**Exercise:** Your output should consist of the data, copied exactly.

(Data records)
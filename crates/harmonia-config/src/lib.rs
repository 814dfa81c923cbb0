use chrono::{DateTime, Utc};
use harmonia::ephemeris::parse_moment;
use harmonia::GeoLocation;
use serde::Deserialize;
use std::fs;
use std::path::PathBuf;
use std::time::Duration;

#[derive(Debug, Clone)]
pub struct HarmoniaSettings {
    /// `None` lets the adapter fall back to `SWISS_EPHEMERIS_PATH` and its default
    pub ephemeris_path: Option<PathBuf>,
    pub poll_interval: Duration,
    pub natal_moment: DateTime<Utc>,
    pub natal_location: GeoLocation,
    pub location: GeoLocation,
}

#[derive(Debug, Clone, Deserialize)]
struct HarmoniaToml {
    #[serde(default)]
    ephemeris_path: Option<PathBuf>,
    #[serde(default = "default_poll_interval_secs")]
    poll_interval_secs: u64,
    natal: NatalToml,
    #[serde(default)]
    location: Option<LocationToml>,
}

#[derive(Debug, Clone, Deserialize)]
struct NatalToml {
    moment: String,
    lat: f64,
    lon: f64,
}

#[derive(Debug, Clone, Copy, Deserialize)]
struct LocationToml {
    lat: f64,
    lon: f64,
}

fn default_poll_interval_secs() -> u64 {
    3600
}

#[derive(Debug, Clone, Deserialize)]
struct RootConfigToml {
    #[serde(default)]
    harmonia: Option<HarmoniaToml>,
}

/// Try common relative paths for `configs/harmonia.toml`, from the workspace
/// root or from inside `apps/<name>`.
pub fn read_config_text() -> anyhow::Result<String> {
    let paths = ["configs/harmonia.toml", "../../configs/harmonia.toml"];
    for p in &paths {
        if let Ok(c) = fs::read_to_string(p) {
            return Ok(c);
        }
    }
    anyhow::bail!("Could not load harmonia.toml from {:?}", paths);
}

pub fn load_harmonia_settings() -> anyhow::Result<HarmoniaSettings> {
    let text = read_config_text()?;
    parse_harmonia_settings(&text)
}

/// Parse and validate the `[harmonia]` table of a config document.
///
/// When `[harmonia.location]` is absent the natal coordinates are used.
pub fn parse_harmonia_settings(text: &str) -> anyhow::Result<HarmoniaSettings> {
    let root: RootConfigToml = toml::from_str(text)
        .map_err(|e| anyhow::anyhow!("Failed to parse harmonia.toml: {e}"))?;
    let cfg = root.harmonia.ok_or_else(|| {
        anyhow::anyhow!("Missing [harmonia] config (needs a [harmonia.natal] table)")
    })?;
    let HarmoniaToml {
        ephemeris_path,
        poll_interval_secs,
        natal,
        location,
    } = cfg;

    if poll_interval_secs == 0 {
        anyhow::bail!("harmonia.poll_interval_secs must be greater than zero");
    }

    let natal_moment = parse_moment(&natal.moment)
        .map_err(|e| anyhow::anyhow!("harmonia.natal.moment: {e}"))?;
    let natal_location = GeoLocation::new(natal.lat, natal.lon)
        .map_err(|e| anyhow::anyhow!("harmonia.natal: {e}"))?;
    let location = match location {
        Some(LocationToml { lat, lon }) => {
            GeoLocation::new(lat, lon).map_err(|e| anyhow::anyhow!("harmonia.location: {e}"))?
        }
        None => natal_location,
    };

    if let Some(path) = &ephemeris_path {
        if !path.exists() {
            anyhow::bail!("harmonia.ephemeris_path does not exist: {}", path.display());
        }
    }

    Ok(HarmoniaSettings {
        ephemeris_path,
        poll_interval: Duration::from_secs(poll_interval_secs),
        natal_moment,
        natal_location,
        location,
    })
}
use thiserror::Error;

/// Errors raised by chart construction and the ephemeris boundary.
///
/// The core never retries and never substitutes defaults: each variant is
/// returned at the point of detection.
#[derive(Error, Debug, Clone, PartialEq)]
pub enum HarmoniaError {
    #[error("Invalid moment {moment}: {message}")]
    InvalidMoment { moment: String, message: String },
    #[error("Invalid coordinate (lat {lat}, lon {lon}): outside [-90, 90] x [-180, 180]")]
    InvalidCoordinate { lat: f64, lon: f64 },
    #[error("Unknown celestial body: {0}")]
    UnknownCelestialBody(String),
    #[error("Ephemeris unavailable for {body}: {message}")]
    EphemerisUnavailable { body: String, message: String },
}

pub type Result<T> = std::result::Result<T, HarmoniaError>;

**Response area:**
filename crates/harmonia-config/src/lib.rs
repository 814dfa81c923cbb0
use chrono::{DateTime, Utc};
use harmonia::ephemeris::parse_moment;
use harmonia::GeoLocation;
use serde::Deserialize;
use std::fs;
use std::path::PathBuf;
use std::time::Duration;

#[derive(Debug, Clone)]
pub struct HarmoniaSettings {
    /// `None` lets the adapter fall back to `SWISS_EPHEMERIS_PATH` and its default
    pub ephemeris_path: Option<PathBuf>,
    pub poll_interval: Duration,
    pub natal_moment: DateTime<Utc>,
    pub natal_location: GeoLocation,
    pub location: GeoLocation,
}

#[derive(Debug, Clone, Deserialize)]
struct HarmoniaToml {
    #[serde(default)]
    ephemeris_path: Option<PathBuf>,
    #[serde(default = "default_poll_interval_secs")]
    poll_interval_secs: u64,
    natal: NatalToml,
    #[serde(default)]
    location: Option<LocationToml>,
}

#[derive(Debug, Clone, Deserialize)]
struct NatalToml {
    moment: String,
    lat: f64,
    lon: f64,
}

#[derive(Debug, Clone, Copy, Deserialize)]
struct LocationToml {
    lat: f64,
    lon: f64,
}

fn default_poll_interval_secs() -> u64 {
    3600
}

#[derive(Debug, Clone, Deserialize)]
struct RootConfigToml {
    #[serde(default)]
    harmonia: Option<HarmoniaToml>,
}

/// Try common relative paths for `configs/harmonia.toml`, from the workspace
/// root or from inside `apps/<name>`.
pub fn read_config_text() -> anyhow::Result<String> {
    let paths = ["configs/harmonia.toml", "../../configs/harmonia.toml"];
    for p in &paths {
        if let Ok(c) = fs::read_to_string(p) {
            return Ok(c);
        }
    }
    anyhow::bail!("Could not load harmonia.toml from {:?}", paths);
}

pub fn load_harmonia_settings() -> anyhow::Result<HarmoniaSettings> {
    let text = read_config_text()?;
    parse_harmonia_settings(&text)
}

/// Parse and validate the `[harmonia]` table of a config document.
///
/// When `[harmonia.location]` is absent the natal coordinates are used.
pub fn parse_harmonia_settings(text: &str) -> anyhow::Result<HarmoniaSettings> {
    let root: RootConfigToml = toml::from_str(text)
        .map_err(|e| anyhow::anyhow!("Failed to parse harmonia.toml: {e}"))?;
    let cfg = root.harmonia.ok_or_else(|| {
        anyhow::anyhow!("Missing [harmonia] config (needs a [harmonia.natal] table)")
    })?;
    let HarmoniaToml {
        ephemeris_path,
        poll_interval_secs,
        natal,
        location,
    } = cfg;

    if poll_interval_secs == 0 {
        anyhow::bail!("harmonia.poll_interval_secs must be greater than zero");
    }

    let natal_moment = parse_moment(&natal.moment)
        .map_err(|e| anyhow::anyhow!("harmonia.natal.moment: {e}"))?;
    let natal_location = GeoLocation::new(natal.lat, natal.lon)
        .map_err(|e| anyhow::anyhow!("harmonia.natal: {e}"))?;
    let location = match location {
        Some(LocationToml { lat, lon }) => {
            GeoLocation::new(lat, lon).map_err(|e| anyhow::anyhow!("harmonia.location: {e}"))?
        }
        None => natal_location,
    };

    if let Some(path) = &ephemeris_path {
        if !path.exists() {
            anyhow::bail!("harmonia.ephemeris_path does not exist: {}", path.display());
        }
    }

    Ok(HarmoniaSettings {
        ephemeris_path,
        poll_interval: Duration::from_secs(poll_interval_secs),
        natal_moment,
        natal_location,
        location,
    })
}
use thiserror::Error;

/// Errors raised by chart construction and the ephemeris boundary.
///
/// The core never retries and never substitutes defaults: each variant is
/// returned at the point of detection.
#[derive(Error, Debug, Clone, PartialEq)]
pub enum HarmoniaError {
    #[error("Invalid moment {moment}: {message}")]
    InvalidMoment { moment: String, message: String },
    #[error("Invalid coordinate (lat {lat}, lon {lon}): outside [-90, 90] x [-180, 180]")]
    InvalidCoordinate { lat: f64, lon: f64 },
    #[error("Unknown celestial body: {0}")]
    UnknownCelestialBody(String),
    #[error("Ephemeris unavailable for {body}: {message}")]
    EphemerisUnavailable { body: String, message: String },
}

pub type Result<T> = std::result::Result<T, HarmoniaError>;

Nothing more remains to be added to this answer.